Cycling UK CEO Sarah Mitchell vows to keep Britain cycling

Cycling UK chief executive, Sarah Mitchell, has said that her goal is to “keep Britain cycling”, maintaining the increased levels of everyday cycling witnessed during the pandemic.

Since lockdown began in the UK, record numbers of people have turned to cycling as a means of exercising on quieter roads and avoiding public transport.

Sarah Mitchell, Cycling UK’s chief executive said: “We’re at a crossroads in the UK. We have to ask ourselves whether we want a return to the bad old ways of congested cities, polluted unsafe streets and parents feeling they have no choice but to drive on the school run, or whether we want something better.”

Funding and guidance released by national governments for local councils to improve cycling has seen a series of measures including cycle lanes, widened pavements, “school streets” and low traffic neighbourhoods employed at a local level to great success.

Furthermore, Cycling Minister Chris- Heaton Harris announced that local authorities in England will have new powers to use CCTV to issue penalty charge notices to drivers who park or load illegally in mandatory cycle lanes, putting cyclists at risk of serious accident.

However, Cycling UK is concerned councils are under pressure from a minority of people who are resistant to the positive impact these changes could bring.

“Lockdown showed that the people of the UK want to get out on their bikes but only if conditions are made to feel safer,” said Sarah. “The vast majority of people support councils’ improvements for cycling.
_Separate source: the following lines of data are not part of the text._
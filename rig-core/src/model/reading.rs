// One parsed sensor reading and the mechanical values derived from it.

use serde::Serialize;

/// Raw fields of a single serial line: ambient sensors plus the load-cell
/// ADC count.
#[derive(Clone, Copy, Debug, PartialEq, Serialize)]
pub struct RawReading {
    pub temperature_c: f32,
    pub humidity_pct: f32,
    pub adc: i32,
}

/// Values derived from the ADC count via the calibration constants.
#[derive(Clone, Copy, Debug, PartialEq, Serialize)]
pub struct Derived {
    pub force_n: f32,
    pub strain: f32,
    pub stress_n_mm2: f32,
}
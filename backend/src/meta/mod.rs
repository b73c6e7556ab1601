// Specimen metadata persisted in the data directory.

use std::path::{Path, PathBuf};

use serde::{Deserialize, Serialize};
use tokio::sync::RwLock;
use tracing::{info, warn};

use crate::constants::SPECIMEN_FILE;

/// Print parameters of the 3D-printed specimen under test. Informational
/// only; they do not influence acquisition or derivation.
#[derive(Clone, Debug, PartialEq, Serialize, Deserialize)]
#[serde(default)]
pub struct SpecimenParams {
    pub filament: String,
    pub infill_pattern: String,
    pub infill_pct: u8,
    pub layer_height_mm: f32,
    pub nozzle_temp_c: u16,
    pub bed_temp_c: u16,
}

impl Default for SpecimenParams {
    fn default() -> Self {
        Self {
            filament: "PLA".to_string(),
            infill_pattern: "gyroid".to_string(),
            infill_pct: 100,
            layer_height_mm: 0.2,
            nozzle_temp_c: 210,
            bed_temp_c: 60,
        }
    }
}

pub struct SpecimenStore {
    path: PathBuf,
    params: RwLock<SpecimenParams>,
}

impl SpecimenStore {
    pub fn load(data_dir: &Path) -> Self {
        let path = data_dir.join(SPECIMEN_FILE);
        let params = match std::fs::read_to_string(&path) {
            Ok(contents) => match serde_json::from_str(&contents) {
                Ok(params) => params,
                Err(err) => {
                    warn!(?err, path = %path.display(), "specimen file parse failed");
                    SpecimenParams::default()
                }
            },
            Err(_) => SpecimenParams::default(),
        };
        info!(path = %path.display(), "specimen metadata loaded");

        Self {
            path,
            params: RwLock::new(params),
        }
    }

    pub async fn get(&self) -> SpecimenParams {
        self.params.read().await.clone()
    }

    pub async fn set(&self, params: SpecimenParams) -> std::io::Result<()> {
        if let Some(parent) = self.path.parent() {
            tokio::fs::create_dir_all(parent).await?;
        }
        let contents = serde_json::to_string_pretty(&params).map_err(std::io::Error::from)?;
        tokio::fs::write(&self.path, contents).await?;
        *self.params.write().await = params;
        Ok(())
    }
}

#[cfg(test)]
mod tests {
    use super::*;

    #[tokio::test]
    async fn set_persists_and_reloads() {
        let dir = tempfile::tempdir().unwrap();
        let store = SpecimenStore::load(dir.path());

        let params = SpecimenParams {
            filament: "PETG".to_string(),
            infill_pct: 40,
            ..SpecimenParams::default()
        };
        store.set(params.clone()).await.unwrap();
        assert_eq!(store.get().await, params);

        let reloaded = SpecimenStore::load(dir.path());
        assert_eq!(reloaded.get().await, params);
    }

    #[tokio::test]
    async fn missing_or_corrupt_file_falls_back_to_defaults() {
        let dir = tempfile::tempdir().unwrap();
        let store = SpecimenStore::load(dir.path());
        assert_eq!(store.get().await, SpecimenParams::default());

        std::fs::write(dir.path().join(SPECIMEN_FILE), "{not json").unwrap();
        let store = SpecimenStore::load(dir.path());
        assert_eq!(store.get().await, SpecimenParams::default());
    }
}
We can’t – and I won’t – let a small minority of people with pressure our councils and governments into going back to a pre-Covid era that put motorists first.

“It is my, and Cycling UK’s, mission to keep Britain cycling, ensuring people have a choice over how they can travel safely.”

Before joining Cycling UK, Sarah was chief executive at Heart of the City, a social business which advises on responsible business. She has also been the former chief executive of Carers Network and head of housing at Crisis, the national charity for homeless people.

She is a keen cyclist who is keen to encourage people from all communities to cycle more, not only to improve the nation’s health and the environment, but to add a little bit of pleasure to everyone’s lives.